In females, breast cancer is the most frequently diagnosed type of cancer and the leading cause of cancer-related mortality worldwide (1). Approximately half of the breast cancer patients and 60% of the mortalities were presented in economically developing countries in 2008 (1). Cancers characteristically develop rapidly in primary and metastatic locations, accompanied by novel blood vessel development and poor blood flow, resulting in a progressively hypoxic and hypoglycemic microenvironment for cancer cells (2,3). Hypoxia is identified as a physiological abnormality in solid tumors and is involved in the malignant progression of a number of cancers (4).

Although hypoxia is toxic to cancer and normal cells, cancer cells undergo genetic and adaptive changes that allow them to survive and metastasize in a hypoxic environment. These processes contribute to the malignant phenotype and to aggressive tumor behavior. In solid tumors, hypoxia can promote malignant growth, and confer resistance to chemotherapy and metastasis by altering gene expression, particularly in breast cancer (5). However, the mechanisms of hypoxia-induced tumor metastasis in breast cancer requires further clarification.
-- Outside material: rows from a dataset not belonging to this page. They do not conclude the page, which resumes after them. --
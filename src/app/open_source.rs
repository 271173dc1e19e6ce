use leptos::{html, prelude::*};

use super::reveal::{entrance_style, reveal_class, use_reveal, SectionHeader};
use crate::content::{format_count, portfolio, Contribution};
use crate::reveal::{Entrance, Stagger};

const TILES: Stagger = Stagger::new(300, 100);
const CARDS: Stagger = Stagger::new(500, 200);

#[component]
pub fn OpenSource() -> impl IntoView {
    let open_source = &portfolio().open_source;
    let header_ref = NodeRef::<html::Div>::new();
    let in_view = use_reveal(header_ref);

    view! {
        <section id="opensource" class="py-20 px-4 bg-gray-900/50">
            <div class="max-w-6xl mx-auto">
                <SectionHeader
                    target=header_ref
                    revealed=in_view
                    title="Open Source Contributions"
                    subtitle="Passionate about giving back to the community through meaningful contributions to open source projects"
                    gradient="from-purple-400 to-pink-400"
                />
                <div
                    class=move || reveal_class(
                        in_view.get(),
                        Entrance::RiseFar,
                        "grid grid-cols-2 md:grid-cols-4 gap-6 mb-16",
                    )
                    style=entrance_style(200)
                >
                    {open_source
                        .overall
                        .iter()
                        .enumerate()
                        .map(|(i, stat)| {
                            view! {
                                <div
                                    class=move || reveal_class(
                                        in_view.get(),
                                        Entrance::Pop,
                                        "bg-gray-800/50 backdrop-blur-lg rounded-xl p-6 border border-gray-700 text-center hover:border-gray-600 hover:scale-105",
                                    )
                                    style=entrance_style(TILES.delay_ms(i))
                                >
                                    <div class=format!(
                                        "text-2xl font-bold mx-auto mb-3 {}",
                                        stat.color,
                                    )>{stat.glyph.clone()}</div>
                                    <div class="text-2xl font-bold text-white mb-1">{stat.value.clone()}</div>
                                    <div class="text-gray-400 text-sm">{stat.label.clone()}</div>
                                </div>
                            }
                        })
                        .collect_view()}
                </div>
                <div class="space-y-8">
                    {open_source
                        .contributions
                        .iter()
                        .enumerate()
                        .map(|(index, contribution)| {
                            view! { <ContributionCard contribution index revealed=in_view /> }
                        })
                        .collect_view()}
                </div>
            </div>
        </section>
    }
}

#[component]
fn ContributionCard(
    contribution: &'static Contribution,
    index: usize,
    revealed: Signal<bool>,
) -> impl IntoView {
    let stats = &contribution.stats;
    let stat_rows = [
        ("⇄", "Pull Requests", format_count(stats.prs)),
        ("</>", "Commits", format_count(stats.commits)),
        ("±", "Lines Changed", stats.lines_changed.clone()),
        ("★", "Stars Earned", format_count(stats.stars)),
    ];

    view! {
        <div
            class=move || reveal_class(
                revealed.get(),
                Entrance::alternating(index),
                "bg-gray-800/50 backdrop-blur-lg rounded-xl p-8 border border-gray-700 hover:border-gray-600 hover:scale-[1.02]",
            )
            style=entrance_style(CARDS.delay_ms(index))
        >
            <div class="grid grid-cols-1 lg:grid-cols-3 gap-8">
                <div class="lg:col-span-2">
                    <div class="flex items-start justify-between mb-4">
                        <div>
                            <h3 class="text-2xl font-bold text-white mb-2">
                                {contribution.project.clone()}
                            </h3>
                            <p class="text-gray-400 mb-3">{contribution.description.clone()}</p>
                            <span class=format!(
                                "inline-block px-3 py-1 rounded-full text-sm font-semibold bg-gradient-to-r {} text-white",
                                contribution.color,
                            )>{contribution.role.clone()}</span>
                        </div>
                        <a
                            href=contribution.link.clone()
                            target="_blank"
                            rel="noopener noreferrer"
                            aria-label="Repository"
                            class="text-gray-400 hover:text-white hover:scale-110 transition-all p-2 rounded-lg hover:bg-gray-700 text-2xl"
                        >
                            <i class="devicon-github-original"></i>
                        </a>
                    </div>
                    <ul class="space-y-2 mb-6">
                        {contribution
                            .contributions
                            .iter()
                            .map(|item| {
                                view! {
                                    <li class="text-gray-300 flex items-start">
                                        <span class="text-blue-400 mr-3 mt-1">"•"</span>
                                        {item.clone()}
                                    </li>
                                }
                            })
                            .collect_view()}
                    </ul>
                    <div class="flex flex-wrap gap-2">
                        {contribution
                            .technologies
                            .iter()
                            .map(|tech| {
                                view! {
                                    <span class="px-3 py-1 bg-gray-700 text-gray-300 rounded-full text-sm border border-gray-600">
                                        {tech.clone()}
                                    </span>
                                }
                            })
                            .collect_view()}
                    </div>
                </div>
                <div class="space-y-4">
                    <h4 class="text-lg font-semibold text-gray-300 mb-4">"Contribution Stats"</h4>
                    {stat_rows
                        .into_iter()
                        .map(|(glyph, label, value)| {
                            view! {
                                <div class="flex items-center justify-between p-3 bg-gray-700/50 rounded-lg">
                                    <div class="flex items-center space-x-2">
                                        <span class="text-gray-400 text-sm">{glyph}</span>
                                        <span class="text-gray-300 text-sm">{label}</span>
                                    </div>
                                    <span class="text-white font-semibold">{value}</span>
                                </div>
                            }
                        })
                        .collect_view()}
                </div>
            </div>
        </div>
    }
}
Gankyrin, also known as p28GANK and PSMD10, is a 25 KDa protein with 226 amino acids, which is comprised of seven ankyrin repeats (6). Gankyrin has been confirmed as a bridging factor between the proteasome and various tumor-associated substrates, including pRb and p53 (7). Gankyrin increases the hyperphosphorylation of Rb by activating CDK4 and therefore activates E2F-dependent transcription of DNA synthesis genes. It can also activate the ubiquitin protein ligase murine double minute 2 and lead to the proteasomal degradation of p53 (8). Previous studies showed that gankyrin was overexpressed in various human cancers, including hepatocellular carcinoma (9) and esophageal squamous cell (10), colorectal (11), pancreatic (12) and oral (13) cancer. In breast cancer, gankyrin is frequently overexpressed and is associated with ErbB2 expression (14), which also promotes breast cancer cell metastasis by regulating Rac1 activity (15). Previously, a study found that gankyrin may bind to and sequester factor inhibiting hypoxia inducible factor-1 (FIH-1), resulting in a decreased interaction between FIH-1 and hypoxia-inducible factor-1α (HIF-1α), which increased the activity of HIF-1 to promote vascular endothelial growth factor (VEGF) production (16). Therefore, gankyrin may be significant in the hypoxia-induced malignant progression of human cancer.

In the present study, the capability of hypoxia to increase gankyrin mRNA and protein expression in breast cancer cell lines, and the roles of gankyrin in the hypoxia induced invasion and metastasis of breast cancer cells was investigated using lentivirus-mediated siRNA targeting gankyrin.

Materials and methods

Cell lines and tissue samples

BT474 and MCF7 human breast cancer cell lines were provided by colleagues in the Department of Pharmacology and Toxicology, Beijing Institute of Radiation Medicine (Beijing, China), and cell lines were routinely cultured in RPMI 1640 medium containing 10% fetal calf serum. For the hypoxic condition, cells were cultured in a modular incubator chamber (Billups-Rothenberg, San Diego, CA, USA), which was provided with 1% O2, 5% CO2 and 94% N2, and for normoxic conditions, cells were maintained under (20% O2, 5% CO2, and 75% N2).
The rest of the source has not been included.